Die Rollen, Bälle und Doppelbälle aus Kunststoff, Korn oder Holz werden von verschiedenen Herstellern angeboten. Für die Anwendung gilt: keine Massage über Knochen, Narben und Verletzungen. Gerollt wird immer herzwärts, so dass kein Druck auf das Lymphsystem entsteht und keine Flüssigkeit in den Extremitäten gestaut wird.

Menschen mit Krampfadern oder einer Tendenz dazu rät van Duijn zur Vorsicht: «Krampfadern sind ein Zeichen, dass die Venen schon vorbelastet sind. Wenn mittels der Faszienrolle der Druck in die falsche Richtung auf die Venen gegeben wird, kann dies aus meiner Sicht die Venen zusätzlich belasten – zumal es auch noch wenige wissenschaftliche Studien dazu gibt.»


Drei Übungen fürs Faszientraining zu Hause

Hände, Finger und Handgelenke

Wer viel auf der Computertastatur schreibt oder regelmässig Kleinkinder trägt, der tut seinen Händen mit einer Faszienmassage etwas Gutes. Dafür gibt es eine extrakleine Faszienrolle für die Hände, aber auch ein Tennisball reicht für die Massage aus.

Die Handfläche mit der Innenseite über den Tennisball oder die Minirolle legen, sanft Druck geben und den Ball in alle Ecken der Hände bewegen, auch an die Aussenkante entlang des kleinen Fingers. Bei der Massage sollte man auch die Handgelenke unten und oben nicht vergessen.


Nacken und Rücken

Im Nacken und Rücken sitzt durch regelmässige Fehlhaltung und Fehlbelastung besonders viel Verspannung. Die Übung kann im Liegen oder stehend an einer Wand gemacht werden.

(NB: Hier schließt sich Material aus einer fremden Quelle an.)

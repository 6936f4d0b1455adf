pub mod catalog;
pub mod config;
pub mod corpus;
pub mod error;
pub mod fitness;
pub mod model;
pub mod ranker;
pub mod rules;
pub mod stats;
pub mod util;

pub use crate::error::{DeckForgeError, DfResult};
pub use crate::fitness::{FitnessDetails, FitnessEvaluator};
use crate::error::DfResult;
use crate::stats::{AffinityKind, CorpusStatistics};
use itertools::Itertools;
use sha2::{Digest, Sha256};
use std::fs::File;
use std::io::{self, BufReader};
use std::path::Path;
use strum::IntoEnumIterator;

/// Hex SHA-256 of a data file's bytes, used to tag which catalog a report came from.
pub fn file_digest<P: AsRef<Path>>(path: P) -> DfResult<String> {
    let mut reader = BufReader::new(File::open(path)?);
    let mut hasher = Sha256::new();
    io::copy(&mut reader, &mut hasher)?;
    Ok(hex::encode(hasher.finalize()))
}

/// SHA-256 over every table in key order, using exact f64 bit patterns.
/// Equal fingerprints mean bit-identical statistics.
pub fn snapshot_fingerprint(stats: &CorpusStatistics) -> String {
    let mut hasher = Sha256::new();
    hasher.update((stats.deck_count as u64).to_le_bytes());

    for (id, count) in stats.occurrences.iter().sorted_by_key(|(id, _)| *id) {
        hasher.update(id.to_le_bytes());
        hasher.update(count.to_le_bytes());
    }

    for (id, value) in stats.normalized.iter().sorted_by_key(|(id, _)| *id) {
        hasher.update(id.to_le_bytes());
        hasher.update(value.to_bits().to_le_bytes());
    }

    for ((a, b), value) in stats.cooccurrence.iter().sorted_by_key(|(pair, _)| *pair) {
        hasher.update(a.to_le_bytes());
        hasher.update(b.to_le_bytes());
        hasher.update(value.to_bits().to_le_bytes());
    }

    for kind in AffinityKind::iter() {
        hasher.update(kind.to_string().as_bytes());
        for (id, shares) in stats.affinity(kind).iter().sorted_by_key(|(id, _)| *id) {
            hasher.update(id.to_le_bytes());
            for (category, value) in shares {
                hasher.update(category.as_bytes());
                hasher.update([0u8]);
                hasher.update(value.to_bits().to_le_bytes());
            }
        }
    }

    hex::encode(hasher.finalize())
}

Zwei Faszienbälle oder Tennisbälle am Nacken links und rechts der Wirbelsäule platzieren und durch sanfte Bewegungen die Bälle dorthin bewegen, wo es guttut. Vom Nacken bis zum unteren Rücken der Wirbelsäule entlangrollen, darauf achten, dass die Bälle eng bei der Wirbelsäule und immer etwa gleich hoch platziert sind.


Oberschenkel und Waden

Um die Faszien auf Oberschenkel und Waden zu massieren, legt man sich in Bauchlage auf eine weiche Matte und bringt sich hoch in eine Unterarm-Stützposition (auch Unterarm-Plank genannt). So kann die Faszienrolle gut unter den Oberschenkeln hin- und hergerollt werden.

In der seitlichen Plank, mit der Hüfte auf dem Boden, geht man die seitlichen Faszien an. Mit Po auf dem Boden und gestreckten Beinen lassen sich die Waden massieren. Wichtig: Die Rolle nie über die Knie und Schienbeine rollen.